##### Excerpted data #####

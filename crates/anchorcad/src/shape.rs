//! Primitive shapes and their untransformed anchors.

use anchorcad_ir::Primitive;
use anchorcad_math::{Vector, VectorError};
use serde::{Deserialize, Serialize};

use crate::connector::Connector;

/// Named attachment frames a shape may expose.
#[derive(Debug, Clone, Copy, PartialEq, Eq, Hash, Serialize, Deserialize)]
pub enum Anchor {
    /// Center of the top face.
    Top,
    /// Center of the bottom face.
    Bottom,
    /// Center of the shape's middle plane (or the sphere's center).
    Center,
}

/// A frustum along Z.
///
/// Before transformation one vertex of each face lies on the X axis.
#[derive(Debug, Clone, Copy, PartialEq, Serialize, Deserialize)]
pub struct Frustum {
    /// Diameter of the circle circumscribing the bottom face.
    pub bottom_diameter: f64,
    /// Diameter of the circle circumscribing the top face; zero meets at a point.
    pub top_diameter: f64,
    /// Height along Z.
    pub height: f64,
    /// Center the height on the origin instead of resting on the XY plane.
    pub center: bool,
    /// Number of sides; `None` is circular.
    pub segments: Option<u32>,
}

impl Frustum {
    /// Create a frustum. The top diameter defaults to the bottom diameter.
    pub fn new(
        bottom_diameter: f64,
        height: f64,
        top_diameter: Option<f64>,
        center: bool,
        segments: Option<u32>,
    ) -> Self {
        Self {
            bottom_diameter,
            top_diameter: top_diameter.unwrap_or(bottom_diameter),
            height,
            center,
            segments,
        }
    }

    fn end_distance(&self) -> f64 {
        self.height / 2.0
    }

    /// The untransformed connector for `anchor`.
    ///
    /// # Errors
    ///
    /// Returns [`VectorError::NaN`] if the height is NaN.
    pub fn anchor(&self, anchor: Anchor) -> Result<Connector, VectorError> {
        let center = if self.center { 0.0 } else { self.end_distance() };
        let z = match anchor {
            Anchor::Top => center + self.end_distance(),
            Anchor::Bottom => center - self.end_distance(),
            Anchor::Center => center,
        };
        Ok(Connector::default().with_point(Vector::new(0.0, 0.0, z)?))
    }

    fn primitive(&self) -> Primitive {
        Primitive::Frustum {
            bottom_diameter: self.bottom_diameter,
            top_diameter: self.top_diameter,
            height: self.height,
            center: self.center,
            segments: self.segments,
        }
    }
}

/// A sphere centered on the origin.
#[derive(Debug, Clone, Copy, PartialEq, Serialize, Deserialize)]
pub struct Sphere {
    /// Sphere diameter.
    pub diameter: f64,
}

impl Sphere {
    /// Half the diameter.
    pub fn radius(&self) -> f64 {
        self.diameter / 2.0
    }
}

/// The primitive shape carried by a component.
///
/// Cylinders and cones are frustums with fixed top diameters; they stay
/// separate variants so that a cylinder never equals a frustum with the
/// same dimensions.
#[derive(Debug, Clone, Copy, PartialEq, Serialize, Deserialize)]
pub enum Shape {
    /// A general frustum, polygonal when `segments` is set.
    Frustum(Frustum),
    /// A circular frustum with equal diameters.
    Cylinder(Frustum),
    /// A circular frustum with a zero top diameter.
    Cone(Frustum),
    /// A sphere.
    Sphere(Sphere),
}

impl Shape {
    /// A frustum with an optional number of sides.
    pub fn frustum(
        bottom_diameter: f64,
        height: f64,
        top_diameter: Option<f64>,
        center: bool,
        segments: Option<u32>,
    ) -> Self {
        Self::Frustum(Frustum::new(bottom_diameter, height, top_diameter, center, segments))
    }

    /// A frustum with circular faces.
    pub fn circular_frustum(
        bottom_diameter: f64,
        height: f64,
        top_diameter: Option<f64>,
        center: bool,
    ) -> Self {
        Self::frustum(bottom_diameter, height, top_diameter, center, None)
    }

    /// A cylinder.
    pub fn cylinder(diameter: f64, height: f64, center: bool) -> Self {
        Self::Cylinder(Frustum::new(diameter, height, None, center, None))
    }

    /// A cone with its apex on top.
    pub fn cone(bottom_diameter: f64, height: f64, center: bool) -> Self {
        Self::Cone(Frustum::new(bottom_diameter, height, Some(0.0), center, None))
    }

    /// A sphere.
    pub fn sphere(diameter: f64) -> Self {
        Self::Sphere(Sphere { diameter })
    }

    /// The untransformed connector for `anchor`, if this shape has one.
    pub fn anchor(&self, anchor: Anchor) -> Result<Option<Connector>, VectorError> {
        match self {
            Self::Frustum(f) | Self::Cylinder(f) | Self::Cone(f) => f.anchor(anchor).map(Some),
            Self::Sphere(_) => Ok(match anchor {
                Anchor::Center => Some(Connector::default()),
                Anchor::Top | Anchor::Bottom => None,
            }),
        }
    }

    /// The renderer's descriptor for this shape.
    pub fn primitive(&self) -> Primitive {
        match self {
            Self::Frustum(f) | Self::Cylinder(f) | Self::Cone(f) => f.primitive(),
            Self::Sphere(s) => Primitive::Sphere {
                diameter: s.diameter,
            },
        }
    }
}
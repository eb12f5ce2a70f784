//! Reference frames: a visible rendering of a connector's orientation.
//!
//! A frame is a small sphere at the origin with three colored arrows along
//! X (red), Y (green) and Z (blue).

use anchorcad_ir::Rgba;
use anchorcad_math::{Vector, AXIS_X, AXIS_Y, AXIS_Z};

use crate::assembly::{Assembly, ComponentId, NewComponent};
use crate::connector::Connector;
use crate::error::Result;
use crate::shape::{Anchor, Shape};

const ORIGIN_DIAMETER: f64 = 1.0;
const SHAFT_DIAMETER: f64 = 0.2;
const SHAFT_LENGTH: f64 = 2.0;
const TIP_DIAMETER: f64 = 0.3;
const TIP_LENGTH: f64 = 0.3;

/// Build a reference frame in the world orientation, optionally under
/// `parent`.
///
/// The returned container has four children: the origin sphere, then the
/// X, Y and Z arms.
pub fn reference_frame(assembly: &mut Assembly, parent: Option<ComponentId>) -> Result<ComponentId> {
    let origin = assembly.add(Shape::sphere(ORIGIN_DIAMETER));
    let x_arm = arm(assembly, AXIS_X, Rgba::rgb(1.0, 0.0, 0.0))?;
    let y_arm = arm(assembly, AXIS_Y, Rgba::rgb(0.0, 1.0, 0.0))?;
    let z_arm = arm(assembly, AXIS_Z, Rgba::rgb(0.0, 0.0, 1.0))?;

    let mut frame = NewComponent::new().children([origin, x_arm, y_arm, z_arm]);
    if let Some(parent) = parent {
        frame = frame.parent(parent);
    }
    assembly.create(frame)
}

/// Build a reference frame carried from the world frame onto `connector`.
pub fn reference_frame_from_connector(
    assembly: &mut Assembly,
    connector: &Connector,
    parent: Option<ComponentId>,
) -> Result<ComponentId> {
    let frame = reference_frame(assembly, parent)?;
    let steps = Connector::default().align(Some(connector))?;
    assembly.transform(frame, steps)?;
    Ok(frame)
}

fn arm(assembly: &mut Assembly, axis: Vector, color: Rgba) -> Result<ComponentId> {
    let shaft = assembly.add(Shape::cylinder(SHAFT_DIAMETER, SHAFT_LENGTH, false));
    let tip = assembly.add(Shape::cone(TIP_DIAMETER, TIP_LENGTH, false));

    // Seat the tip on top of the shaft
    let seat = assembly.anchor(shaft, Anchor::Top)?;
    let steps = assembly.anchor(tip, Anchor::Bottom)?.align(Some(&seat))?;
    assembly.transform(tip, steps)?;

    let arm = assembly.create(NewComponent::new().children([shaft, tip]).color(color))?;

    let direction = Connector::from_components([0.0; 3], axis.components(), 0.0)?;
    let steps = assembly.anchor(shaft, Anchor::Bottom)?.align(Some(&direction))?;
    assembly.transform(arm, steps)?;
    Ok(arm)
}
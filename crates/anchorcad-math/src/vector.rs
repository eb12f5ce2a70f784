//! The [`Vector`] value type.

use std::cmp::Ordering;
use std::fmt;
use std::ops::{Add, Mul, Neg, Sub};

use serde::{Deserialize, Serialize};

use crate::{Tolerance, Vec3, VectorError};

/// Cross products shorter than this fraction of `|a| * |b|` count as colinear.
const COLINEAR_EPSILON: f64 = 1e-12;

/// The zero vector.
pub const ORIGIN: Vector = Vector::raw(0.0, 0.0, 0.0);
/// The world X axis.
pub const AXIS_X: Vector = Vector::raw(1.0, 0.0, 0.0);
/// The world Y axis.
pub const AXIS_Y: Vector = Vector::raw(0.0, 1.0, 0.0);
/// The world Z axis.
pub const AXIS_Z: Vector = Vector::raw(0.0, 0.0, 1.0);

/// An immutable 3-dimensional vector.
///
/// [`Vector::new`], [`Vector::rotate`] and [`Vector::scaled`] reject a NaN
/// magnitude. The arithmetic operators do not check, so `inf + -inf`
/// gives a NaN vector. Equality is approximate (see [`Tolerance::DEFAULT`]) and
/// ordering compares magnitudes only.
#[derive(Debug, Clone, Copy, Serialize, Deserialize)]
#[serde(try_from = "[f64; 3]", into = "[f64; 3]")]
pub struct Vector {
    x: f64,
    y: f64,
    z: f64,
}

impl Vector {
    const fn raw(x: f64, y: f64, z: f64) -> Self {
        Self { x, y, z }
    }

    /// Create a vector from its components.
    ///
    /// # Errors
    ///
    /// Returns [`VectorError::NaN`] if the resulting magnitude is undefined.
    pub fn new(x: f64, y: f64, z: f64) -> Result<Self, VectorError> {
        let v = Self::raw(x, y, z);
        if v.magnitude().is_nan() {
            return Err(VectorError::NaN {
                components: [x, y, z],
            });
        }
        Ok(v)
    }

    /// Create a vector from an nalgebra vector, checking for NaN.
    pub fn from_vec3(v: Vec3) -> Result<Self, VectorError> {
        Self::new(v.x, v.y, v.z)
    }

    /// The nalgebra representation of this vector.
    pub fn to_vec3(&self) -> Vec3 {
        Vec3::new(self.x, self.y, self.z)
    }

    // The operators skip the NaN check; fallible paths go through
    // `from_vec3` instead.
    fn unchecked(v: Vec3) -> Self {
        Self::raw(v.x, v.y, v.z)
    }

    /// X component.
    pub fn x(&self) -> f64 {
        self.x
    }

    /// Y component.
    pub fn y(&self) -> f64 {
        self.y
    }

    /// Z component.
    pub fn z(&self) -> f64 {
        self.z
    }

    /// The components as an array.
    pub fn components(&self) -> [f64; 3] {
        [self.x, self.y, self.z]
    }

    /// This vector's length.
    pub fn magnitude(&self) -> f64 {
        if self.x == 0.0 && self.y == 0.0 && self.z == 0.0 {
            return 0.0;
        }
        self.to_vec3().norm()
    }

    /// True if every component is exactly zero.
    pub fn is_null(&self) -> bool {
        self.magnitude() == 0.0
    }

    /// A vector parallel to this one with a magnitude of 1.
    ///
    /// # Errors
    ///
    /// Returns [`VectorError::NaN`] for the null vector.
    pub fn normalized(&self) -> Result<Self, VectorError> {
        Self::from_vec3(self.to_vec3() / self.magnitude())
    }

    /// This vector multiplied by a scalar.
    ///
    /// # Errors
    ///
    /// Returns [`VectorError::NaN`] if `factor` is NaN, or infinite on a
    /// vector with a zero component.
    pub fn scaled(&self, factor: f64) -> Result<Self, VectorError> {
        Self::from_vec3(self.to_vec3() * factor)
    }

    /// Approximate equality under an explicit tolerance.
    pub fn approx_eq(&self, other: &Vector, tolerance: &Tolerance) -> bool {
        tolerance.is_close(self.x, other.x)
            && tolerance.is_close(self.y, other.y)
            && tolerance.is_close(self.z, other.z)
    }

    /// The unit vector normal to this vector and `other`.
    ///
    /// This is the normalized cross product, so it is anticommutative:
    /// `a.normal(b) == -b.normal(a)`.
    ///
    /// # Errors
    ///
    /// - [`VectorError::NoNormalForNulls`] if either vector has zero
    ///   magnitude (the smaller vector is reported first).
    /// - [`VectorError::NoNormalForParallels`] /
    ///   [`VectorError::NoNormalForAntiparallels`] if the vectors are colinear.
    pub fn normal(&self, other: &Vector) -> Result<Self, VectorError> {
        if self.is_null() || other.is_null() {
            let (null, other) = if self.magnitude() <= other.magnitude() {
                (*self, *other)
            } else {
                (*other, *self)
            };
            return Err(VectorError::NoNormalForNulls { null, other });
        }

        let (a, b) = (self.to_vec3(), other.to_vec3());
        let cross = a.cross(&b);
        let length = cross.norm();
        if length <= COLINEAR_EPSILON * a.norm() * b.norm() {
            return Err(if a.dot(&b) > 0.0 {
                VectorError::NoNormalForParallels {
                    left: *self,
                    right: *other,
                }
            } else {
                VectorError::NoNormalForAntiparallels {
                    left: *self,
                    right: *other,
                }
            });
        }

        Self::from_vec3(cross / length)
    }

    /// Rotate by `angle` degrees about `pole` (right-hand rule).
    ///
    /// `pole` is assumed to be normalized.
    ///
    /// # Errors
    ///
    /// Returns [`VectorError::NaN`] if `angle` is not finite.
    pub fn rotate(&self, angle: f64, pole: &Vector) -> Result<Self, VectorError> {
        let (s, c) = angle.to_radians().sin_cos();
        let k = pole.to_vec3();
        let v = self.to_vec3();
        // Rodrigues' rotation formula
        Self::from_vec3(v * c + k.cross(&v) * s + k * (k.dot(&v) * (1.0 - c)))
    }

    /// Rotate this vector through the angle that aligns `inclined` with
    /// `reference`, about the same axis.
    ///
    /// Swapping `inclined` and `reference` reverses the rotation.
    pub fn rotate_to_alignment(
        &self,
        inclined: &Vector,
        reference: &Vector,
    ) -> Result<Self, VectorError> {
        let (angle, axis) = self.alignment_rotation_parameters(inclined, Some(reference))?;
        self.rotate(angle, &axis)
    }

    /// The `(angle, axis)` such that rotating `inclined` by `angle` about
    /// `axis` aligns it with `reference` (this vector, if not given).
    ///
    /// When `inclined` and `reference` are colinear the axis falls back to the
    /// normal of this vector and `reference`, and failing that to an
    /// arbitrary normal of this vector.
    pub fn alignment_rotation_parameters(
        &self,
        inclined: &Vector,
        reference: Option<&Vector>,
    ) -> Result<(f64, Vector), VectorError> {
        let reference = reference.copied().unwrap_or(*self);

        let axis = match inclined.normal(&reference) {
            Ok(axis) => axis,
            Err(err) if err.is_colinear() => {
                log::trace!("{inclined} and {reference} are colinear; trying {self}");
                match self.normal(&reference) {
                    Ok(axis) => axis,
                    Err(err) if err.is_colinear() => {
                        log::trace!("{self} is colinear too; using an arbitrary normal");
                        self.arbitrary_normal()?
                    }
                    Err(err) => return Err(err),
                }
            }
            Err(err) => return Err(err),
        };

        Ok((inclined.angle_between(&reference, Some(&axis))?, axis))
    }

    /// The first world axis-derived normal to this vector, trying X, Y and Z.
    pub fn arbitrary_normal(&self) -> Result<Self, VectorError> {
        for axis in [AXIS_X, AXIS_Y, AXIS_Z] {
            match self.normal(&axis) {
                Ok(normal) => return Ok(normal),
                Err(err) if err.is_colinear() => continue,
                Err(err) => return Err(err),
            }
        }
        Err(VectorError::NoArbitraryNormal { vector: *self })
    }

    /// The signed angle, in degrees, that rotates this vector onto `other`
    /// about `normal`.
    ///
    /// Both vectors are projected onto the plane perpendicular to `normal`.
    /// Without a `normal` the cross product of the two is used, which makes
    /// the result non-negative. Parallel vectors give `0.0`; antiparallel
    /// vectors give `180.0` (though `-180.0` would be just as correct).
    pub fn angle_between(&self, other: &Vector, normal: Option<&Vector>) -> Result<f64, VectorError> {
        let look = match normal {
            Some(normal) => *normal,
            None => match self.normal(other) {
                Ok(normal) => normal,
                Err(VectorError::NoNormalForParallels { .. }) => return Ok(0.0),
                Err(VectorError::NoNormalForAntiparallels { .. }) => return Ok(180.0),
                Err(err) => return Err(err),
            },
        };

        if self.is_null() || other.is_null() {
            // Reuse the null-vector diagnostics of `normal`.
            return Err(self.normal(other).err().unwrap_or(VectorError::NoArbitraryNormal {
                vector: *self,
            }));
        }

        Ok(signed_angle(&self.to_vec3(), &other.to_vec3(), &look.to_vec3()))
    }
}

/// Component of `v` perpendicular to `axis`.
fn reject(v: &Vec3, axis: &Vec3) -> Vec3 {
    let len2 = axis.norm_squared();
    if len2 == 0.0 {
        return *v;
    }
    v - axis * (v.dot(axis) / len2)
}

fn signed_angle(a: &Vec3, b: &Vec3, look: &Vec3) -> f64 {
    let (pa, pb) = (reject(a, look), reject(b, look));
    let (pa, pb) = if pa.norm() > 0.0 && pb.norm() > 0.0 {
        (pa, pb)
    } else {
        (*a, *b)
    };

    let cos = (pa.dot(&pb) / (pa.norm() * pb.norm())).clamp(-1.0, 1.0);
    let unsigned = cos.acos().to_degrees();

    // Colinear vectors count as a positive rotation
    if a.cross(b).dot(look) < 0.0 {
        -unsigned
    } else {
        unsigned
    }
}

impl Default for Vector {
    fn default() -> Self {
        ORIGIN
    }
}

impl PartialEq for Vector {
    fn eq(&self, other: &Self) -> bool {
        self.approx_eq(other, &Tolerance::DEFAULT)
    }
}

impl PartialOrd for Vector {
    fn partial_cmp(&self, other: &Self) -> Option<Ordering> {
        self.magnitude().partial_cmp(&other.magnitude())
    }
}

impl Neg for Vector {
    type Output = Vector;
    fn neg(self) -> Vector {
        Self::unchecked(-self.to_vec3())
    }
}

impl Add for Vector {
    type Output = Vector;
    fn add(self, rhs: Vector) -> Vector {
        Self::unchecked(self.to_vec3() + rhs.to_vec3())
    }
}

impl Sub for Vector {
    type Output = Vector;
    fn sub(self, rhs: Vector) -> Vector {
        self + (-rhs)
    }
}

/// Component-wise product.
impl Mul for Vector {
    type Output = Vector;
    fn mul(self, rhs: Vector) -> Vector {
        Self::unchecked(self.to_vec3().component_mul(&rhs.to_vec3()))
    }
}

impl fmt::Display for Vector {
    fn fmt(&self, f: &mut fmt::Formatter<'_>) -> fmt::Result {
        write!(
            f,
            "<{}, {}, {}>",
            Significant(self.x),
            Significant(self.y),
            Significant(self.z)
        )
    }
}

/// Number of significant digits shown by `Display`.
const DISPLAY_DIGITS: i32 = 3;

/// A component printed to [`DISPLAY_DIGITS`] significant digits.
///
/// Fixed-point output keeps at least one decimal (`1.0`, `0.625`); values
/// that need more integer digits than that, or are below `1e-4`, switch to
/// scientific notation (`1.23e+02`, `1e-05`).
struct Significant(f64);

impl fmt::Display for Significant {
    fn fmt(&self, f: &mut fmt::Formatter<'_>) -> fmt::Result {
        let value = self.0;
        if value == 0.0 || !value.is_finite() {
            return write!(f, "{value:.1}");
        }

        // Round first so that 99.96 counts as 1e2
        let sci = format!("{:.*e}", (DISPLAY_DIGITS - 1) as usize, value);
        let (mantissa, exponent) = sci.split_once('e').ok_or(fmt::Error)?;
        let exponent: i32 = exponent.parse().map_err(|_| fmt::Error)?;

        if (-4..DISPLAY_DIGITS - 1).contains(&exponent) {
            let decimals = (DISPLAY_DIGITS - 1 - exponent) as usize;
            let fixed = format!("{value:.decimals$}");
            let trimmed = fixed.trim_end_matches('0');
            if trimmed.ends_with('.') {
                write!(f, "{trimmed}0")
            } else {
                f.write_str(trimmed)
            }
        } else {
            let mantissa = if mantissa.contains('.') {
                mantissa.trim_end_matches('0').trim_end_matches('.')
            } else {
                mantissa
            };
            let sign = if exponent < 0 { '-' } else { '+' };
            write!(f, "{mantissa}e{sign}{:02}", exponent.abs())
        }
    }
}

impl TryFrom<[f64; 3]> for Vector {
    type Error = VectorError;

    fn try_from(raw: [f64; 3]) -> Result<Self, Self::Error> {
        Self::new(raw[0], raw[1], raw[2])
    }
}

impl From<Vector> for [f64; 3] {
    fn from(v: Vector) -> Self {
        v.components()
    }
}

impl From<Vector> for Vec3 {
    fn from(v: Vector) -> Self {
        v.to_vec3()
    }
}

#####

§ **Assignment**:
Show all lines from the data that contain "diameters".

§ **Result of this task**:
/// Cylinders and cones are frustums with fixed top diameters; they stay
    /// A circular frustum with equal diameters.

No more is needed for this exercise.